Bonus 1
Question:
Suppose we have N identical looking balls numbered 1 through N and only one of
them is counterfeit ball whose weight is different with the others. Suppose further that
you have one balance scale. Develop a method for finding the counterfeit coin with
minimum number of weighing times in worst case.
Solution:
Without loss of generality, let N = 3k + r, 0 ≤ r < 3. Partition N balls into four groups
A, B, C, and D, where A, B, and C each has k balls and D has r balls. Take A and B on
the left side and right side of the balance, respectively. We have the following two
results.
(1) A ≠ B
The counterfeit ball is either in A or B. Put C and A on both sides of the balance
scale, respectively.
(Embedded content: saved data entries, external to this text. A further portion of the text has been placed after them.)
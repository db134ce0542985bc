//! Query plan node types.

use serde::Serialize;

use crate::model::{Aggregation, FilterOperator, FilterValue, TriState};
use crate::schema::Relationship;

/// Join type.
#[derive(Debug, Clone, Copy, PartialEq, Eq, Serialize)]
#[serde(rename_all = "lowercase")]
pub enum JoinType {
    Left,
}

/// A column on a specific table alias.
#[derive(Debug, Clone, PartialEq, Eq, Hash, Serialize)]
pub struct TableColumn {
    pub table: String,
    pub column: String,
}

impl TableColumn {
    pub fn new(table: impl Into<String>, column: impl Into<String>) -> Self {
        Self {
            table: table.into(),
            column: column.into(),
        }
    }
}

/// Join one related entity onto the base entity.
#[derive(Debug, Clone, PartialEq, Eq, Serialize)]
pub struct JoinStep {
    /// Entity being joined.
    pub entity: String,
    /// Alias it is visible under; always the entity name.
    pub alias: String,
    pub join_type: JoinType,
    /// `base.source_column`
    pub left: TableColumn,
    /// `alias.target_column`
    pub right: TableColumn,
    /// Relationship the join was derived from.
    pub relationship: Relationship,
}

/// Projected column in the result.
#[derive(Debug, Clone, PartialEq, Eq, Serialize)]
pub struct Projection {
    pub source: TableColumn,
    /// Key the value carries in result rows.
    pub output_name: String,
}

/// A compiled filter condition. One variant per filter operator.
#[derive(Debug, Clone, PartialEq, Serialize)]
#[serde(tag = "op", rename_all = "lowercase")]
pub enum Predicate {
    Eq { column: TableColumn, value: FilterValue },
    Neq { column: TableColumn, value: FilterValue },
    Gt { column: TableColumn, value: FilterValue },
    Gte { column: TableColumn, value: FilterValue },
    Lt { column: TableColumn, value: FilterValue },
    Lte { column: TableColumn, value: FilterValue },
    Like { column: TableColumn, pattern: String },
    Ilike { column: TableColumn, pattern: String },
    Is { column: TableColumn, value: TriState },
}

impl Predicate {
    pub fn column(&self) -> &TableColumn {
        match self {
            Predicate::Eq { column, .. }
            | Predicate::Neq { column, .. }
            | Predicate::Gt { column, .. }
            | Predicate::Gte { column, .. }
            | Predicate::Lt { column, .. }
            | Predicate::Lte { column, .. }
            | Predicate::Like { column, .. }
            | Predicate::Ilike { column, .. }
            | Predicate::Is { column, .. } => column,
        }
    }

    pub fn operator(&self) -> FilterOperator {
        match self {
            Predicate::Eq { .. } => FilterOperator::Eq,
            Predicate::Neq { .. } => FilterOperator::Neq,
            Predicate::Gt { .. } => FilterOperator::Gt,
            Predicate::Gte { .. } => FilterOperator::Gte,
            Predicate::Lt { .. } => FilterOperator::Lt,
            Predicate::Lte { .. } => FilterOperator::Lte,
            Predicate::Like { .. } => FilterOperator::Like,
            Predicate::Ilike { .. } => FilterOperator::Ilike,
            Predicate::Is { .. } => FilterOperator::Is,
        }
    }
}

/// Executable row query.
#[derive(Debug, Clone, PartialEq, Serialize)]
pub struct QueryPlan {
    pub base_entity: String,
    pub projections: Vec<Projection>,
    pub joins: Vec<JoinStep>,
    pub predicates: Vec<Predicate>,
    pub limit: u64,
}

impl QueryPlan {
    /// The join for `entity`, if the plan has one.
    pub fn join_for(&self, entity: &str) -> Option<&JoinStep> {
        self.joins.iter().find(|j| j.entity == entity)
    }

    /// Output column names, in projection order.
    pub fn output_columns(&self) -> Vec<&str> {
        self.projections
            .iter()
            .map(|p| p.output_name.as_str())
            .collect()
    }
}

/// Field a scalar metric aggregates over.
#[derive(Debug, Clone, PartialEq, Eq, Serialize)]
#[serde(rename_all = "lowercase")]
pub enum MetricField {
    /// `*`, only valid with `count`.
    All,
    Column(String),
}

impl MetricField {
    pub fn as_str(&self) -> &str {
        match self {
            MetricField::All => "*",
            MetricField::Column(c) => c,
        }
    }
}

/// Executable single-value aggregate over one table.
#[derive(Debug, Clone, PartialEq, Eq, Serialize)]
pub struct ScalarQueryPlan {
    pub entity: String,
    pub field: MetricField,
    pub aggregation: Aggregation,
}
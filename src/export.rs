//! CSV export of the last fetched result set.
//!
//! The format is intentionally simpler than RFC 4180: nothing is quoted and
//! commas inside values are replaced with semicolons. Existing consumers of
//! these exports depend on one physical line per row and no quoting.

use serde::Serialize;
use serde_json::Value;

use crate::model::{ColumnRef, Row};

pub const CSV_MIME_TYPE: &str = "text/csv;charset=utf-8";

/// Serialize `rows` in `columns` order.
///
/// The header is the column names joined by commas. Every line, the header
/// included, ends in `\n`.
pub fn to_csv<S: AsRef<str>>(rows: &[Row], columns: &[S]) -> String {
    let mut out = String::new();
    let header: Vec<&str> = columns.iter().map(|c| c.as_ref()).collect();
    out.push_str(&header.join(","));
    out.push('\n');

    for row in rows {
        let cells: Vec<String> = columns
            .iter()
            .map(|c| cell(row.get(c.as_ref())))
            .collect();
        out.push_str(&cells.join(","));
        out.push('\n');
    }
    out
}

/// [`to_csv`] over column references.
pub fn to_csv_columns(rows: &[Row], columns: &[ColumnRef]) -> String {
    let names: Vec<String> = columns.iter().map(|c| c.qualified_name()).collect();
    to_csv(rows, &names)
}

fn cell(value: Option<&Value>) -> String {
    match value {
        None | Some(Value::Null) => String::new(),
        Some(Value::String(s)) => s.replace(',', ";"),
        Some(Value::Number(n)) => number_text(n).replace(',', ";"),
        Some(Value::Bool(b)) => b.to_string(),
        Some(nested @ (Value::Array(_) | Value::Object(_))) => {
            nested.to_string().replace(',', ";")
        }
    }
}

/// Whole-valued floats below 1e21 print in full positional form, as `1`
/// rather than `1.0` and `10000000000000000` rather than `1e16`.
fn number_text(n: &serde_json::Number) -> String {
    match n.as_f64() {
        Some(f) if n.is_f64() && f == 0.0 => "0".to_string(),
        Some(f) if n.is_f64() && f.fract() == 0.0 && f.abs() < 1e21 => format!("{:.0}", f),
        _ => n.to_string(),
    }
}

/// A downloadable CSV file.
#[derive(Debug, Clone, PartialEq, Eq, Serialize)]
pub struct CsvExport {
    pub filename: String,
    pub mime_type: &'static str,
    pub body: String,
}

impl CsvExport {
    /// Export named after the report, or `report.csv` when it has no name.
    pub fn for_report(name: Option<&str>, rows: &[Row], columns: &[ColumnRef]) -> Self {
        let stem = name
            .map(str::trim)
            .filter(|n| !n.is_empty())
            .unwrap_or("report");
        Self {
            filename: format!("{}.csv", stem),
            mime_type: CSV_MIME_TYPE,
            body: to_csv_columns(rows, columns),
        }
    }
}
We can find the counterfeit ball is heavier or lighter than
normal one according to the weighing result. Then the problem can reduce to how
many weighing times we can find a counterfeit ball which is lighter (heavier)
among k balls. The number of weighing times to find a lighter (heavier) ball
among k balls is ⌈log3 𝑘⌉. So, the number of weighing times is 2 + ⌈log3 𝑘⌉ =
2 + ⌈log3 𝑁/3⌉ = 1 + ⌈log3 𝑁⌉.
(2) A = B
The counterfeit ball is either in C or D. Take C and A on both sides of the balance
scale, respectively. There are two following results.
1. C = A
The counterfeit ball is in group D. If there is only one ball in D, this ball is the
counterfeit ball. If there are two balls in D, you can find the counterfeit one by
taking a ball in A and a ball in D randomly on the balance scale. So, the
number of weighing times is three.
2. C ≠ A
The counterfeit ball is in C. Note that, we also can know the counterfeit ball is
lighter or heavier than the normal one. So, the number of weighing times is
2 + ⌈log3 𝑘⌉ = 2 + ⌈log3 𝑁/3⌉ = 1 + ⌈log3 𝑁⌉.